*** Begin section ***

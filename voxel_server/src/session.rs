//! Player sessions and connection identities.

use std::fmt;
use std::sync::atomic::{AtomicU64, Ordering};
use std::time::Duration;

use bytes::Bytes;
use serde_json::Value;
use tokio::{sync::mpsc, time::Instant};
use uuid::Uuid;
use voxel_shared::math::Vec3;

use crate::persist::PlayerRecord;

/// Full health; also the health restored on respawn.
pub const MAX_HEALTH: i32 = 20;

/// Where new and respawning players are placed.
pub const SPAWN_POINT: Vec3 = Vec3::new(16.0, 13.0, 16.0);

/// Damage immunity after taking a hit.
pub const INVULNERABILITY: Duration = Duration::from_secs(1);

static NEXT_CONN_ID: AtomicU64 = AtomicU64::new(1);

/// Identifies one live client connection.
#[derive(Debug, Clone, Copy, PartialEq, Eq, Hash, PartialOrd, Ord)]
pub struct ConnId(pub u64);

impl ConnId {
    pub fn new_unique() -> Self {
        ConnId(NEXT_CONN_ID.fetch_add(1, Ordering::Relaxed))
    }
}

impl fmt::Display for ConnId {
    fn fmt(&self, f: &mut fmt::Formatter<'_>) -> fmt::Result {
        write!(f, "#{}", self.0)
    }
}

/// A frame queued for a connection's writer.
#[derive(Debug, Clone, PartialEq)]
pub enum Outbound {
    Text(String),
    Binary(Bytes),
    Close,
}

/// Sending half of a connection's outbound queue.
pub type ConnTx = mpsc::UnboundedSender<Outbound>;

/// Fresh 8-character session id.
pub fn new_session_id() -> String {
    let mut id = Uuid::new_v4().simple().to_string();
    id.truncate(8);
    id
}

/// A player's durable state. Outlives any single connection.
#[derive(Debug, Clone)]
pub struct Session {
    pub id: String,
    pub name: String,
    /// Live connection, `None` while disconnected.
    pub conn: Option<ConnId>,
    pub position: Vec3,
    /// Opaque client-defined orientation, echoed to other players.
    pub rotation: Option<Value>,
    pub health: i32,
    pub invulnerable_until: Option<Instant>,
    /// Block edits accepted in the current persistence window.
    pub edits: u32,
    pub authenticated: bool,
}

impl Session {
    /// New player at the spawn point.
    pub fn spawn(id: String, name: String, conn: ConnId) -> Self {
        Self {
            id,
            name,
            conn: Some(conn),
            position: SPAWN_POINT,
            rotation: None,
            health: MAX_HEALTH,
            invulnerable_until: None,
            edits: 0,
            authenticated: true,
        }
    }

    /// Detached session restored from a snapshot.
    pub fn from_record(rec: PlayerRecord) -> Self {
        Self {
            id: rec.id,
            name: rec.name,
            conn: None,
            position: rec.pos,
            rotation: None,
            health: rec.health.clamp(0, MAX_HEALTH),
            invulnerable_until: None,
            edits: 0,
            authenticated: false,
        }
    }

    pub fn to_record(&self) -> PlayerRecord {
        PlayerRecord {
            id: self.id.clone(),
            name: self.name.clone(),
            pos: self.position,
            health: self.health,
        }
    }

    /// Authenticated with a live connection.
    pub fn is_online(&self) -> bool {
        self.authenticated && self.conn.is_some()
    }

    pub fn is_invulnerable(&self, now: Instant) -> bool {
        self.invulnerable_until.is_some_and(|until| now < until)
    }

    /// Applies a hit and starts the immunity window. Returns true when the
    /// hit was lethal.
    pub fn take_hit(&mut self, damage: i32, now: Instant) -> bool {
        self.health -= damage;
        self.invulnerable_until = Some(now + INVULNERABILITY);
        self.health <= 0
    }

    pub fn respawn(&mut self) {
        self.health = MAX_HEALTH;
        self.position = SPAWN_POINT;
    }
}
//! Chunk generation worker channel.
//!
//! One external process generates chunk contents. Requests are written to
//! its stdin as fixed 16-byte records (four big-endian `i32`: x, y, z,
//! seed); responses come back on its stdout as a big-endian `u32` length
//! followed by that many payload bytes. The wire carries no request id, so
//! the channel keeps exactly one request in flight and queues the rest FIFO;
//! every response belongs to the in-flight request.
//!
//! All of this runs on a single task that owns both streams and the queue.
//! Callers talk to it through a cloneable [`WorkerHandle`].

use std::collections::VecDeque;
use std::process::Stdio;

use bytes::{Buf, BufMut, Bytes, BytesMut};
use thiserror::Error;
use tokio::{
    io::{AsyncRead, AsyncReadExt, AsyncWrite, AsyncWriteExt},
    process::Command,
    sync::{mpsc, oneshot},
};
use tracing::{debug, error, info, trace, warn};
use voxel_shared::config::WorkerConfig;

/// Size of an encoded request.
pub const REQUEST_LEN: usize = 16;

const LEN_PREFIX: usize = 4;

/// Largest response accepted from the worker. Chunks are 64 KiB.
pub const MAX_FRAME_LEN: usize = 16 * 1024 * 1024;

/// Generation failures seen by callers.
#[derive(Debug, Clone, PartialEq, Eq, Error)]
pub enum WorkerError {
    /// The worker is not running, failed to start, or exited.
    #[error("generation worker unavailable")]
    Unavailable,
}

/// Corrupt worker output.
#[derive(Debug, Clone, PartialEq, Eq, Error)]
pub enum FrameError {
    #[error("response length {len} exceeds {}", MAX_FRAME_LEN)]
    TooLarge { len: usize },
}

/// Coordinates and seed for one chunk.
#[derive(Debug, Clone, Copy, PartialEq, Eq)]
pub struct GenerationRequest {
    pub x: i32,
    pub y: i32,
    pub z: i32,
    pub seed: i32,
}

impl GenerationRequest {
    pub fn encode(&self) -> [u8; REQUEST_LEN] {
        let mut buf = BytesMut::with_capacity(REQUEST_LEN);
        buf.put_i32(self.x);
        buf.put_i32(self.y);
        buf.put_i32(self.z);
        buf.put_i32(self.seed);
        let mut out = [0u8; REQUEST_LEN];
        out.copy_from_slice(&buf);
        out
    }

    pub fn decode(raw: &[u8; REQUEST_LEN]) -> Self {
        let mut buf = &raw[..];
        Self {
            x: buf.get_i32(),
            y: buf.get_i32(),
            z: buf.get_i32(),
            seed: buf.get_i32(),
        }
    }
}

/// Streaming decoder for length-prefixed response frames.
///
/// Bytes may arrive in any split; [`FrameDecoder::next_frame`] yields each
/// complete payload once it is fully buffered.
#[derive(Debug, Default)]
pub struct FrameDecoder {
    buf: BytesMut,
    expected: Option<usize>,
}

impl FrameDecoder {
    pub fn extend(&mut self, bytes: &[u8]) {
        self.buf.extend_from_slice(bytes);
    }

    /// Read target for async readers.
    pub fn buffer_mut(&mut self) -> &mut BytesMut {
        &mut self.buf
    }

    /// Bytes held that do not yet form a complete frame.
    pub fn buffered(&self) -> usize {
        self.buf.len()
    }

    /// Next complete payload, if buffered. A length prefix above
    /// [`MAX_FRAME_LEN`] is an error and leaves the decoder unusable.
    pub fn next_frame(&mut self) -> Result<Option<Bytes>, FrameError> {
        let len = match self.expected {
            Some(len) => len,
            None => {
                if self.buf.len() < LEN_PREFIX {
                    return Ok(None);
                }
                let len = self.buf.get_u32() as usize;
                if len > MAX_FRAME_LEN {
                    return Err(FrameError::TooLarge { len });
                }
                self.expected = Some(len);
                len
            }
        };
        if self.buf.len() < len {
            return Ok(None);
        }
        self.expected = None;
        Ok(Some(self.buf.split_to(len).freeze()))
    }
}

/// Encodes a response the way the worker does.
pub fn encode_frame(payload: &[u8]) -> Bytes {
    let mut buf = BytesMut::with_capacity(LEN_PREFIX + payload.len());
    buf.put_u32(payload.len() as u32);
    buf.extend_from_slice(payload);
    buf.freeze()
}

type Reply = oneshot::Sender<Result<Bytes, WorkerError>>;

struct Pending {
    req: GenerationRequest,
    reply: Reply,
}

struct InFlight {
    id: u64,
    pending: Pending,
}

/// Cloneable handle for submitting generation requests.
#[derive(Debug, Clone)]
pub struct WorkerHandle {
    tx: mpsc::UnboundedSender<Pending>,
}

impl WorkerHandle {
    /// Queues a request. The receiver resolves with the raw payload, or with
    /// [`WorkerError::Unavailable`] if the worker is gone.
    pub fn submit(&self, req: GenerationRequest) -> oneshot::Receiver<Result<Bytes, WorkerError>> {
        let (reply, rx) = oneshot::channel();
        if let Err(mpsc::error::SendError(pending)) = self.tx.send(Pending { req, reply }) {
            let _ = pending.reply.send(Err(WorkerError::Unavailable));
        }
        rx
    }

    pub async fn request_generation(
        &self,
        x: i32,
        y: i32,
        z: i32,
        seed: i32,
    ) -> Result<Bytes, WorkerError> {
        self.submit(GenerationRequest { x, y, z, seed })
            .await
            .unwrap_or(Err(WorkerError::Unavailable))
    }
}

/// Constructors for worker channels.
pub struct WorkerChannel;

impl WorkerChannel {
    /// Spawns the configured worker process. Its stderr is inherited. A start
    /// failure is logged once and the returned handle fails every request.
    pub fn spawn(cfg: &WorkerConfig) -> WorkerHandle {
        info!(program = %cfg.program, args = ?cfg.args, "Spawning generation worker");
        let mut child = match Command::new(&cfg.program)
            .args(&cfg.args)
            .stdin(Stdio::piped())
            .stdout(Stdio::piped())
            .stderr(Stdio::inherit())
            .kill_on_drop(true)
            .spawn()
        {
            Ok(child) => child,
            Err(e) => {
                error!(program = %cfg.program, error = %e, "Failed to start generation worker");
                return Self::unavailable();
            }
        };

        let (Some(stdin), Some(stdout)) = (child.stdin.take(), child.stdout.take()) else {
            error!("Generation worker has no piped stdio");
            return Self::unavailable();
        };

        tokio::spawn(async move {
            match child.wait().await {
                Ok(status) => warn!(%status, "Generation worker exited"),
                Err(e) => error!(error = %e, "Waiting on generation worker failed"),
            }
        });

        Self::from_streams(stdin, stdout)
    }

    /// Runs the protocol over arbitrary byte streams.
    pub fn from_streams<W, R>(writer: W, reader: R) -> WorkerHandle
    where
        W: AsyncWrite + Unpin + Send + 'static,
        R: AsyncRead + Unpin + Send + 'static,
    {
        let (tx, rx) = mpsc::unbounded_channel();
        tokio::spawn(run(writer, reader, rx));
        WorkerHandle { tx }
    }

    /// A handle whose requests all fail with [`WorkerError::Unavailable`].
    pub fn unavailable() -> WorkerHandle {
        let (tx, rx) = mpsc::unbounded_channel();
        tokio::spawn(reject_all(rx));
        WorkerHandle { tx }
    }
}

async fn run<W, R>(mut writer: W, mut reader: R, mut rx: mpsc::UnboundedReceiver<Pending>)
where
    W: AsyncWrite + Unpin,
    R: AsyncRead + Unpin,
{
    let mut queue: VecDeque<Pending> = VecDeque::new();
    let mut in_flight: Option<InFlight> = None;
    let mut decoder = FrameDecoder::default();
    let mut next_id: u64 = 1;

    loop {
        tokio::select! {
            maybe = rx.recv() => match maybe {
                Some(pending) => queue.push_back(pending),
                // Every handle dropped.
                None => return,
            },
            read = reader.read_buf(decoder.buffer_mut()) => match read {
                Ok(0) => {
                    warn!(queued = queue.len(), "Generation worker closed its output");
                    break;
                }
                Ok(n) => {
                    trace!(bytes = n, buffered = decoder.buffered(), "Worker output");
                    if !dispatch_frames(&mut decoder, &mut in_flight) {
                        break;
                    }
                }
                Err(e) => {
                    error!(error = %e, "Reading worker output failed");
                    break;
                }
            },
        }

        if in_flight.is_none() {
            if let Some(pending) = queue.pop_front() {
                let id = next_id;
                next_id += 1;
                debug!(id, req = ?pending.req, queued = queue.len(), "Sending generation request");
                let frame = pending.req.encode();
                let sent = match writer.write_all(&frame).await {
                    Ok(()) => writer.flush().await,
                    Err(e) => Err(e),
                };
                in_flight = Some(InFlight { id, pending });
                if let Err(e) = sent {
                    error!(id, error = %e, "Writing worker request failed");
                    break;
                }
            }
        }
    }

    if let Some(stalled) = in_flight.take() {
        warn!(id = stalled.id, req = ?stalled.pending.req, "Failing in-flight generation request");
        let _ = stalled.pending.reply.send(Err(WorkerError::Unavailable));
    }
    for pending in queue.drain(..) {
        let _ = pending.reply.send(Err(WorkerError::Unavailable));
    }
    reject_all(rx).await;
}

/// Resolves the in-flight request with every complete frame. Returns false
/// when the output is corrupt and the channel must close.
fn dispatch_frames(decoder: &mut FrameDecoder, in_flight: &mut Option<InFlight>) -> bool {
    loop {
        let payload = match decoder.next_frame() {
            Ok(Some(payload)) => payload,
            Ok(None) => return true,
            Err(e) => {
                error!(error = %e, "Corrupt worker output");
                return false;
            }
        };
        match in_flight.take() {
            Some(done) => {
                debug!(id = done.id, req = ?done.pending.req, bytes = payload.len(), "Generation complete");
                let _ = done.pending.reply.send(Ok(payload));
            }
            None => warn!(bytes = payload.len(), "Discarding worker response with nothing in flight"),
        }
    }
}

async fn reject_all(mut rx: mpsc::UnboundedReceiver<Pending>) {
    while let Some(pending) = rx.recv().await {
        debug!(req = ?pending.req, "Rejecting generation request, worker unavailable");
        let _ = pending.reply.send(Err(WorkerError::Unavailable));
    }
}
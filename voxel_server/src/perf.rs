//! Tick timing.

use std::time::{Duration, Instant};

/// How often averages are reported.
pub const REPORT_INTERVAL: Duration = Duration::from_secs(10);

/// Averages over one report window.
#[derive(Debug, Clone, Copy, PartialEq)]
pub struct TickReport {
    pub ticks: u32,
    pub avg: Duration,
    pub max: Duration,
}

/// Accumulates tick durations and yields a report once per window.
#[derive(Debug)]
pub struct TickStats {
    window_start: Instant,
    interval: Duration,
    total: Duration,
    max: Duration,
    ticks: u32,
}

impl Default for TickStats {
    fn default() -> Self {
        Self::new(REPORT_INTERVAL)
    }
}

impl TickStats {
    pub fn new(interval: Duration) -> Self {
        Self {
            window_start: Instant::now(),
            interval,
            total: Duration::ZERO,
            max: Duration::ZERO,
            ticks: 0,
        }
    }

    pub fn record(&mut self, elapsed: Duration) -> Option<TickReport> {
        self.record_at(elapsed, Instant::now())
    }

    fn record_at(&mut self, elapsed: Duration, now: Instant) -> Option<TickReport> {
        self.total += elapsed;
        self.max = self.max.max(elapsed);
        self.ticks += 1;
        if now.duration_since(self.window_start) < self.interval {
            return None;
        }
        let report = TickReport {
            ticks: self.ticks,
            avg: self.total / self.ticks,
            max: self.max,
        };
        *self = Self {
            window_start: now,
            ..Self::new(self.interval)
        };
        Some(report)
    }
}
//! Math types.
//!
//! Kept small and deterministic; world positions are `f32` throughout.

use serde::{Deserialize, Serialize};

/// 3D vector. Serialized as `{ "x": .., "y": .., "z": .. }`.
#[derive(Debug, Clone, Copy, PartialEq, Serialize, Deserialize, Default)]
pub struct Vec3 {
    pub x: f32,
    pub y: f32,
    pub z: f32,
}

impl Vec3 {
    pub const ZERO: Self = Self {
        x: 0.0,
        y: 0.0,
        z: 0.0,
    };

    pub const fn new(x: f32, y: f32, z: f32) -> Self {
        Self { x, y, z }
    }

    pub fn dot(self, rhs: Self) -> f32 {
        self.x * rhs.x + self.y * rhs.y + self.z * rhs.z
    }

    pub fn len_sq(self) -> f32 {
        self.dot(self)
    }

    pub fn distance_sq(self, other: Self) -> f32 {
        (self - other).len_sq()
    }

    pub fn distance(self, other: Self) -> f32 {
        self.distance_sq(other).sqrt()
    }

    pub fn scale(self, s: f32) -> Self {
        Self::new(self.x * s, self.y * s, self.z * s)
    }

    /// Rounds every component to two decimal places for the wire.
    pub fn rounded(self) -> Self {
        fn r(v: f32) -> f32 {
            (v * 100.0).round() / 100.0
        }
        Self::new(r(self.x), r(self.y), r(self.z))
    }

    pub fn is_finite(self) -> bool {
        self.x.is_finite() && self.y.is_finite() && self.z.is_finite()
    }
}

impl std::ops::Add for Vec3 {
    type Output = Self;

    fn add(self, rhs: Self) -> Self {
        Self::new(self.x + rhs.x, self.y + rhs.y, self.z + rhs.z)
    }
}

impl std::ops::Sub for Vec3 {
    type Output = Self;

    fn sub(self, rhs: Self) -> Self {
        Self::new(self.x - rhs.x, self.y - rhs.y, self.z - rhs.z)
    }
}

impl std::ops::AddAssign for Vec3 {
    fn add_assign(&mut self, rhs: Self) {
        *self = *self + rhs;
    }
}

*** End section ***

Work instructions:
Could you repeat exactly the lines above from the line with "hit was lethal." up to and including the line with "and the queue.", and only those?

Finished exercise:
    /// hit was lethal.
    pub fn take_hit(&mut self, damage: i32, now: Instant) -> bool {
        self.health -= damage;
        self.invulnerable_until = Some(now + INVULNERABILITY);
        self.health <= 0
    }

    pub fn respawn(&mut self) {
        self.health = MAX_HEALTH;
        self.position = SPAWN_POINT;
    }
}
//! Chunk generation worker channel.
//!
//! One external process generates chunk contents. Requests are written to
//! its stdin as fixed 16-byte records (four big-endian `i32`: x, y, z,
//! seed); responses come back on its stdout as a big-endian `u32` length
//! followed by that many payload bytes. The wire carries no request id, so
//! the channel keeps exactly one request in flight and queues the rest FIFO;
//! every response belongs to the in-flight request.
//!
//! All of this runs on a single task that owns both streams and the queue.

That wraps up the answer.